Data for review →
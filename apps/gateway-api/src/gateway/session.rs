//! Per-connection gateway session state.

use std::collections::HashSet;

use parlor_common::id::{prefix, prefixed_ulid};

use crate::auth::AuthedUser;

use super::rooms::RoomKey;

/// State for a single WebSocket connection. The user identity is fixed at
/// handshake time; only the joined-room set changes afterwards, and only
/// from within the connection's own event loop.
pub struct GatewaySession {
    /// Unique connection identifier (`cn_` prefixed ULID).
    pub connection_id: String,
    /// Authenticated user ID (immutable after handshake).
    pub user_id: i64,
    /// Authenticated username (cached at handshake time).
    pub username: String,
    /// Rooms this connection has joined.
    rooms: HashSet<RoomKey>,
}

impl GatewaySession {
    pub fn new(user: AuthedUser) -> Self {
        Self {
            connection_id: prefixed_ulid(prefix::CONNECTION),
            user_id: user.user_id,
            username: user.username,
            rooms: HashSet::new(),
        }
    }

    /// Join a room. Returns `false` if already joined (idempotent).
    pub fn join(&mut self, room: RoomKey) -> bool {
        self.rooms.insert(room)
    }

    /// Whether this connection should receive events for a given room.
    pub fn is_joined(&self, room: &RoomKey) -> bool {
        self.rooms.contains(room)
    }
}

#[cfg(test)]
mod tests {
    use super::*;

    fn session() -> GatewaySession {
        GatewaySession::new(AuthedUser {
            user_id: 10,
            username: "alice".to_string(),
        })
    }

    #[test]
    fn join_is_idempotent() {
        let mut s = session();
        assert!(s.join(RoomKey::Server(1)));
        assert!(!s.join(RoomKey::Server(1)));
        assert!(s.is_joined(&RoomKey::Server(1)));
    }

    #[test]
    fn unjoined_rooms_are_not_subscribed() {
        let mut s = session();
        s.join(RoomKey::Channel(5));
        assert!(!s.is_joined(&RoomKey::Server(5)));
        assert!(!s.is_joined(&RoomKey::Channel(6)));
    }

    #[test]
    fn connection_ids_are_unique() {
        assert_ne!(session().connection_id, session().connection_id);
    }
}
pub mod id;
pub mod snowflake;

pub use id::prefixed_ulid;
pub use snowflake::SnowflakeGenerator;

Directions for this task → Lines from the entries that contain the string "username" are what must be copied.

Answer for the task →
    /// Authenticated username (cached at handshake time).
    pub username: String,
            username: user.username,
            username: "alice".to_string(),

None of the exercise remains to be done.